[[ SUPPLIED RECORDS, beginning ]]

//! Render pipeline management for wgpu
//!
//! Pipelines are registered as [`PipelineConfig`]s against named shader
//! modules and created together once every bind group layout is known.

use std::{collections::HashMap, sync::Arc};
use wgpu::*;

use crate::error::{RenderError, Result};
use crate::gfx::scene::vertex::{InstanceRaw, Vertex3D};

/// Configuration for creating a render pipeline
#[derive(Debug, Clone)]
pub struct PipelineConfig {
    pub label: String,
    pub shader: String,
    pub vertex_entry: String,
    pub fragment_entry: String,
    pub bind_group_layouts: Vec<BindGroupLayout>,
    pub vertex_layouts: Vec<VertexBufferLayout<'static>>,
    pub primitive_topology: PrimitiveTopology,
    pub cull_mode: Option<Face>,
    pub depth_format: Option<TextureFormat>,
    pub depth_write_enabled: bool,
    pub depth_compare: CompareFunction,
    pub color_targets: Vec<Option<ColorTargetState>>,
    /// No fragment stage; the pass writes depth only
    pub vertex_only: bool,
}

impl Default for PipelineConfig {
    fn default() -> Self {
        Self {
            label: "Default Pipeline".to_string(),
            shader: "scene".to_string(),
            vertex_entry: "vs_main".to_string(),
            fragment_entry: "fs_main".to_string(),
            bind_group_layouts: Vec::new(),
            vertex_layouts: vec![Vertex3D::desc(), InstanceRaw::desc()],
            primitive_topology: PrimitiveTopology::TriangleList,
            cull_mode: Some(Face::Back),
            depth_format: None,
            depth_write_enabled: true,
            depth_compare: CompareFunction::Less,
            color_targets: vec![Some(ColorTargetState {
                format: TextureFormat::Bgra8Unorm,
                blend: Some(BlendState::REPLACE),
                write_mask: ColorWrites::ALL,
            })],
            vertex_only: false,
        }
    }
}

impl PipelineConfig {
    pub fn with_label(mut self, label: &str) -> Self {
        self.label = label.to_owned();
        self
    }

    pub fn with_shader(mut self, shader: &str) -> Self {
        self.shader = shader.to_string();
        self
    }

    pub fn with_vertex_entry(mut self, entry: &str) -> Self {
        self.vertex_entry = entry.to_string();
        self
    }

    pub fn with_fragment_entry(mut self, entry: &str) -> Self {
        self.fragment_entry = entry.to_string();
        self
    }

    /// Replaces the mesh and instance buffers, e.g. with none for generated geometry.
    pub fn with_vertex_layouts(mut self, layouts: Vec<VertexBufferLayout<'static>>) -> Self {
        self.vertex_layouts = layouts;
        self
    }

    pub fn with_cull_mode(mut self, face: Option<Face>) -> Self {
        self.cull_mode = face;
        self
    }

    /// Drops the fragment stage and every colour target.
    pub fn with_vertex_only(mut self) -> Self {
        self.vertex_only = true;
        self.color_targets.clear();
        self
    }

    pub fn with_bind_group_layouts(mut self, layouts: Vec<BindGroupLayout>) -> Self {
        self.bind_group_layouts = layouts;
        self
    }

    /// Enables depth testing (less, with writes) against a target of `format`.
    pub fn with_depth_format(mut self, format: TextureFormat) -> Self {
        self.depth_format = Some(format);
        self
    }

    /// Tests against depth without writing it; passes at the far plane.
    pub fn with_depth_read_only(mut self) -> Self {
        self.depth_write_enabled = false;
        self.depth_compare = CompareFunction::LessEqual;
        self
    }

    pub fn with_color_targets(mut self, targets: Vec<Option<ColorTargetState>>) -> Self {
        self.color_targets = targets;
        self
    }

    pub fn with_primitive_topology(mut self, topology: PrimitiveTopology) -> Self {
        self.primitive_topology = topology;
        self
    }
}

/// Named shader modules and the pipelines built from them
pub struct PipelineManager {
    device: Arc<Device>,
    pipelines: HashMap<String, RenderPipeline>,
    pipeline_configs: HashMap<String, PipelineConfig>,
    shader_modules: HashMap<String, ShaderModule>,
    pending_pipelines: Vec<String>,
}

impl PipelineManager {
    pub fn new(device: Arc<Device>) -> Self {
        Self {
            device,
            pipelines: HashMap::new(),
            pipeline_configs: HashMap::new(),
            shader_modules: HashMap::new(),
            pending_pipelines: Vec::new(),
        }
    }

    /// Registers a pipeline configuration without creating it
    pub fn register_pipeline(&mut self, name: &str, config: PipelineConfig) {
        self.pipeline_configs.insert(name.to_string(), config);
        self.pending_pipelines.push(name.to_string());
    }

    /// Compiles a WGSL module under `name`.
    ///
    /// Validation errors are caught through an error scope and reported
    /// instead of reaching the device's uncaptured error handler.
    pub fn load_shader(&mut self, name: &str, source: &str) -> Result<()> {
        self.device.push_error_scope(ErrorFilter::Validation);
        let shader_module = self.device.create_shader_module(ShaderModuleDescriptor {
            label: Some(name),
            source: ShaderSource::Wgsl(source.into()),
        });
        if let Some(error) = pollster::block_on(self.device.pop_error_scope()) {
            return Err(RenderError::Setup(format!("Shader '{}' failed to compile: {}", name, error)));
        }

        log::debug!("Loaded shader '{}'", name);
        self.shader_modules.insert(name.to_string(), shader_module);
        Ok(())
    }

    pub fn get_pipeline(&self, name: &str) -> Option<&RenderPipeline> {
        self.pipelines.get(name)
    }

    /// Creates all pending pipelines, failing on the first one that cannot be built
    pub fn create_all_pipelines(&mut self) -> Result<()> {
        let pending = std::mem::take(&mut self.pending_pipelines);

        for name in pending {
            if let Some(config) = self.pipeline_configs.get(&name) {
                let pipeline = self.create_pipeline_from_config(&name, config)?;
                log::info!("Created pipeline '{}'", name);
                self.pipelines.insert(name, pipeline);
            }
        }
        Ok(())
    }

    fn create_pipeline_from_config(&self, name: &str, config: &PipelineConfig) -> Result<RenderPipeline> {
        let shader = self
            .shader_modules
            .get(&config.shader)
            .ok_or_else(|| RenderError::Setup(format!("Shader '{}' not found", config.shader)))?;

        let bind_group_layout_refs: Vec<&BindGroupLayout> = config.bind_group_layouts.iter().collect();
        let pipeline_layout = self.device.create_pipeline_layout(&PipelineLayoutDescriptor {
            label: Some(&format!("{} Layout", name)),
            bind_group_layouts: &bind_group_layout_refs,
            push_constant_ranges: &[],
        });

        let fragment_state = if config.vertex_only {
            None
        } else {
            Some(FragmentState {
                module: shader,
                entry_point: Some(&config.fragment_entry),
                targets: &config.color_targets,
                compilation_options: PipelineCompilationOptions::default(),
            })
        };

        let depth_stencil = config.depth_format.map(|format| DepthStencilState {
            format,
            depth_write_enabled: config.depth_write_enabled,
            depth_compare: config.depth_compare,
            stencil: StencilState::default(),
            bias: DepthBiasState::default(),
        });

        self.device.push_error_scope(ErrorFilter::Validation);
        let pipeline = self.device.create_render_pipeline(&RenderPipelineDescriptor {
            label: Some(&config.label),
            layout: Some(&pipeline_layout),
            vertex: VertexState {
                module: shader,
                entry_point: Some(&config.vertex_entry),
                buffers: &config.vertex_layouts,
                compilation_options: PipelineCompilationOptions::default(),
            },
            fragment: fragment_state,
            primitive: PrimitiveState {
                topology: config.primitive_topology,
                strip_index_format: None,
                front_face: FrontFace::Ccw,
                cull_mode: config.cull_mode,
                polygon_mode: PolygonMode::Fill,
                unclipped_depth: false,
                conservative: false,
            },
            depth_stencil,
            multisample: MultisampleState::default(),
            multiview: None,
            cache: None,
        });
        if let Some(error) = pollster::block_on(self.device.pop_error_scope()) {
            return Err(RenderError::Setup(format!("Pipeline '{}': {}", name, error)));
        }

        Ok(pipeline)
    }

    pub fn list_pipelines(&self) -> Vec<&String> {
        self.pipeline_configs.keys().collect()
    }

    /// True if a config exists, created or pending
    pub fn has_pipeline(&self, name: &str) -> bool {
        self.pipeline_configs.contains_key(name)
    }
}

#[cfg(test)]
mod tests {
    use super::*;

    #[test]
    fn default_config_feeds_mesh_and_instance_buffers() {
        let config = PipelineConfig::default();
        assert_eq!(config.vertex_layouts.len(), 2);
        assert_eq!(config.vertex_layouts[0].step_mode, VertexStepMode::Vertex);
        assert_eq!(config.vertex_layouts[1].step_mode, VertexStepMode::Instance);
        assert_eq!(config.vertex_entry, "vs_main");
        assert!(config.depth_format.is_none());
    }

    #[test]
    fn vertex_only_has_no_colour_targets() {
        let config = PipelineConfig::default()
            .with_label("Shadow")
            .with_vertex_entry("vs_depth")
            .with_depth_format(TextureFormat::Depth32Float)
            .with_cull_mode(None)
            .with_vertex_only();
        assert!(config.vertex_only);
        assert!(config.color_targets.is_empty());
        assert_eq!(config.depth_format, Some(TextureFormat::Depth32Float));
        assert_eq!(config.cull_mode, None);
    }

    #[test]
    fn generated_geometry_reads_depth_only() {
        let config = PipelineConfig::default()
            .with_shader("sky")
            .with_vertex_entry("vs_sky")
            .with_fragment_entry("fs_sky")
            .with_vertex_layouts(Vec::new())
            .with_depth_format(TextureFormat::Depth32Float)
            .with_depth_read_only();
        assert!(config.vertex_layouts.is_empty());
        assert_eq!(config.fragment_entry, "fs_sky");
        assert!(!config.depth_write_enabled);
        assert_eq!(config.depth_compare, CompareFunction::LessEqual);
    }
}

[[ SUPPLIED RECORDS, end ]]

- _ASSIGNMENT_
For the records above, state how many lines contain the word "source". Give only the number.

- _RESPONSE TO THIS TASK_
2